Обычно в подобных случаях прочно воцаряется душевная сумятица и повальная обывательщина. Во Франции тогда хватало и того и другого. И все же, пока сохранялся мощный запас гражданственности, вынесенный из героических дней Сопротивления, пока одержанная победа подкрепляла убежденность в том, что необходимая перестройка всей жизни сверху донизу возможна, до тех пор возрождение худших привычек былого уклада встречалось в штыки, а зачастую и усугубляло жажду перемен. После Первой мировой войны среди парижской левой интеллигенции тон задавали анархисты от культуры из «потерянного поколения», после Второй мировой войны – мыслители «завербованные», выдвигавшие перед культурой цели социально-преобразовательные, причем отнюдь не сводившиеся к просветительству. И хотя ни у кого не было сомнений в том, что до решающих схваток и коренной ломки существующего миропорядка во Франции весьма и весьма далеко, тем не менее левый интеллигент болел революцией, бредил ею, растравлял себя разговорами о ней, без конца обсуждал, как ему себя вести, если она случится.
Страсти разгорались тем сильнее, что пропагандистские магниты «холодной войны» приковали внимание многих на Западе к тем явлениям, которые позже, в 1956 году, были решительно осуждены как противоречащие социалистической законности. В принципе историко-революционное знание располагает аналитическими инструментами, чтобы установить подлинные причины (а значит – способствовать преодолению) происходящего там и тогда, где и когда мертвое прошлое норовит цепко ухватить живых, довлея иной раз над умами и поступками даже его ниспровергателей. Но в те годы ничто еще даже не предвещало такого осмысления, и зарубежный интеллигент восполнял – и заменял – его как мог, опираясь на привычный ему моралистический гуманизм.

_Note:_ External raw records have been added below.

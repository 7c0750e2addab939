//! Asking the user to pick among ambiguous candidates.

/// Spoken numbers accepted in free-text replies.
const SPOKEN: [&str; 5] = ["one", "two", "three", "four", "five"];

/// What the user answered.
#[derive(Debug, Clone, PartialEq, Eq)]
pub enum Choice {
    /// A 1-based position.
    Index(usize),
    /// A free-text reply such as `"two"` or `"option 3"`.
    Reply(String),
    /// No answer.
    Declined,
}

impl Choice {
    /// Zero-based position among `count` options, if the answer names one.
    #[must_use]
    pub fn position(&self, count: usize) -> Option<usize> {
        let n = match self {
            Self::Index(n) => *n,
            Self::Reply(reply) => parse_selection(reply)?,
            Self::Declined => return None,
        };
        (1..=count).contains(&n).then(|| n - 1)
    }
}

/// Pull a 1-based number out of a reply.
///
/// The first word that is a number, or one of `one`..`five`, decides.
#[must_use]
pub fn parse_selection(reply: &str) -> Option<usize> {
    reply
        .split_whitespace()
        .map(|word| {
            word.trim_matches(|c: char| !c.is_alphanumeric())
                .to_lowercase()
        })
        .find_map(|word| {
            if !word.is_empty() && word.chars().all(|c| c.is_ascii_digit()) {
                return word.parse().ok();
            }
            SPOKEN.iter().position(|s| *s == word).map(|i| i + 1)
        })
}

/// Picks one of several candidate names.
///
/// Blocks until answered; no timeout is imposed.
pub trait Disambiguator {
    fn choose(&mut self, options: &[String]) -> Choice;
}

impl<F> Disambiguator for F
where
    F: FnMut(&[String]) -> Choice,
{
    fn choose(&mut self, options: &[String]) -> Choice {
        self(options)
    }
}

/// Declines every question, for non-interactive use.
#[derive(Debug, Clone, Copy, Default)]
pub struct NoPrompt;

impl Disambiguator for NoPrompt {
    fn choose(&mut self, options: &[String]) -> Choice {
        tracing::debug!(count = options.len(), "ambiguous name, not prompting");
        Choice::Declined
    }
}

#[cfg(test)]
mod tests {
    use super::*;

    #[test]
    fn digits_and_spoken_numbers() {
        assert_eq!(parse_selection("2"), Some(2));
        assert_eq!(parse_selection("option three"), Some(3));
        assert_eq!(parse_selection("Five."), Some(5));
        assert_eq!(parse_selection("number 4 please"), Some(4));
        assert_eq!(parse_selection("the blue one please"), Some(1));
    }

    #[test]
    fn first_number_wins() {
        assert_eq!(parse_selection("two or 3"), Some(2));
    }

    #[test]
    fn unparseable_replies() {
        assert_eq!(parse_selection(""), None);
        assert_eq!(parse_selection("none of them"), None);
        assert_eq!(parse_selection("six"), None);
    }

    #[test]
    fn position_is_range_checked() {
        assert_eq!(Choice::Index(2).position(3), Some(1));
        assert_eq!(Choice::Index(0).position(3), None);
        assert_eq!(Choice::Index(4).position(3), None);
        assert_eq!(Choice::Reply("five".into()).position(3), None);
        assert_eq!(Choice::Reply("one".into()).position(3), Some(0));
        assert_eq!(Choice::Declined.position(3), None);
    }

    #[test]
    fn closures_are_disambiguators() {
        let mut pick_last = |options: &[String]| Choice::Index(options.len());
        let options = vec!["a".to_string(), "b".to_string()];
        assert_eq!(pick_last.choose(&options), Choice::Index(2));
        assert_eq!(NoPrompt.choose(&options), Choice::Declined);
    }
}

Понятно, что споры о революции внутри французской «некоммунистической левой», где властителями дум были в ту пору Сартр, Мерло-Понти, Камю, Мунье и другие так или иначе близкие им идеологи, сразу же приобрели особый поворот и сосредоточились на существе революционной нравственности. В философских трудах и публицистических статьях, на театральных подмостках и на страницах вымышленных повествований неизменно возникала схватка двух друзей-соперников, посвятивших себя борьбе, равно отвергавших старое, но резко расходившихся в том, как именно его свергать, как и что воздвигать ему взамен. Один из спорящих был прежде всего моралистом, другой – прежде всего политиком. Моралист ставил политику каждое лыко в строку, ругал его делягой, приспособленцем, ловкачом, взывал к совести, кичился тем, что у него-то самого она без пятнышка. Политик, в свою очередь, бросал моралисту упрек в том, что тот белоручка, чистоплюй, занятый спасением собственной души вместо спасения всех страждущих, что избежать грязи немудрено, если пребываешь в высях словесных проповедей и заклинаний, а уж коли берешься за дело, то лишь такое, где рук не замараешь. Моралист доказывал, что он позарез нужен обществу, в том числе и пореволюционному, дабы ежечасно, даже когда людям его толка не хотят внять, даже когда им приходится туго, упрямо напоминать о достоинстве, милосердии, чести, иначе оно ослепнет и подпадет под власть столь же слепых поводырей-рвачей. Политик в ответ убеждал, что с безнадежно гнилыми устоями, когда их надо не чинить, а расшатывать и ломать, рискуя затронуть и накрепко приросшие к ним судьбы, нечего слишком церемониться, здесь необходимо не предаваться прекраснодушным мечтам, а быть суровым, трезвым, решительным. Моралист предрекал конечный крах самому благому замыслу, коль скоро ради его осуществления, пусть на время, поступаются честью и благородством; политик предсказывал, что, когда замыслам навязывают такую чрезмерную разборчивость, а враг тем временем плюет на все и прибегает к любой подлости, они вообще никогда не осуществляются. Оба спорящих рано или поздно сходились на том, что совместить преимущества обеих позиций, одновременно избавившись от уязвимости каждой из них, – задача насущная, но, увы, гораздо чаще решаемая в книжках, чем в жизни. И потому всякий раз в конце концов, при всех оговорках, предпочтение оказывалось одной из сторон.